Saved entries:

————

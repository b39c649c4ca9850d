//! Group posts (`posts` table).

use serde::{Deserialize, Serialize};
use time::OffsetDateTime;
use uuid::Uuid;

use super::{clean_text, require_auth};
use crate::backend::{BackendError, Query, Rest};

const TABLE: &str = "posts";

pub const MAX_POST_LEN: usize = 5000;

/// Row of the `posts` table.
#[derive(Debug, Clone, PartialEq, Eq, Serialize, Deserialize)]
pub struct Post {
    pub id: Uuid,
    pub group_id: Uuid,
    pub author_id: String,
    pub content: String,
    #[serde(with = "time::serde::rfc3339")]
    pub created_at: OffsetDateTime,
}

#[derive(Serialize)]
struct NewPost<'a> {
    group_id: Uuid,
    author_id: &'a str,
    content: &'a str,
}

/// Posts in a group, newest first, optionally capped at `limit`.
///
/// # Errors
///
/// Returns an error if the request fails.
pub async fn list_group_posts(rest: &Rest<'_>, group_id: Uuid, limit: Option<usize>) -> Result<Vec<Post>, BackendError> {
    let mut query = Query::new()
        .select("*")
        .eq("group_id", group_id)
        .order("created_at", false);
    if let Some(n) = limit {
        query = query.limit(n);
    }
    rest.select(TABLE, &query).await
}

/// # Errors
///
/// Returns an error if the caller is not signed in, the content is blank or
/// too long, or the insert fails.
pub async fn create_post(rest: &Rest<'_>, group_id: Uuid, author_id: &str, content: &str) -> Result<Post, BackendError> {
    require_auth(rest)?;
    let content = clean_text("post content", content, MAX_POST_LEN)?;
    let post: Post = rest
        .insert(TABLE, &NewPost { group_id, author_id, content: &content })
        .await?;
    tracing::info!(post_id = %post.id, %group_id, %author_id, "post created");
    Ok(post)
}

/// # Errors
///
/// Returns an error if the caller is not signed in or the delete fails.
pub async fn delete_post(rest: &Rest<'_>, post_id: Uuid) -> Result<(), BackendError> {
    require_auth(rest)?;
    rest.delete(TABLE, &Query::new().eq("id", post_id)).await?;
    tracing::info!(%post_id, "post deleted");
    Ok(())
}

#[cfg(test)]
#[path = "posts_test.rs"]
mod tests;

————

**EXERCISE:** In the answer, include exactly the lines from the line containing "query = query.limit(n);" through the end of the data, and nothing else.

**ANSWER SECTION:**
        query = query.limit(n);
    }
    rest.select(TABLE, &query).await
}

/// # Errors
///
/// Returns an error if the caller is not signed in, the content is blank or
/// too long, or the insert fails.
pub async fn create_post(rest: &Rest<'_>, group_id: Uuid, author_id: &str, content: &str) -> Result<Post, BackendError> {
    require_auth(rest)?;
    let content = clean_text("post content", content, MAX_POST_LEN)?;
    let post: Post = rest
        .insert(TABLE, &NewPost { group_id, author_id, content: &content })
        .await?;
    tracing::info!(post_id = %post.id, %group_id, %author_id, "post created");
    Ok(post)
}

/// # Errors
///
/// Returns an error if the caller is not signed in or the delete fails.
pub async fn delete_post(rest: &Rest<'_>, post_id: Uuid) -> Result<(), BackendError> {
    require_auth(rest)?;
    rest.delete(TABLE, &Query::new().eq("id", post_id)).await?;
    tracing::info!(%post_id, "post deleted");
    Ok(())
}

#[cfg(test)]
#[path = "posts_test.rs"]
mod tests;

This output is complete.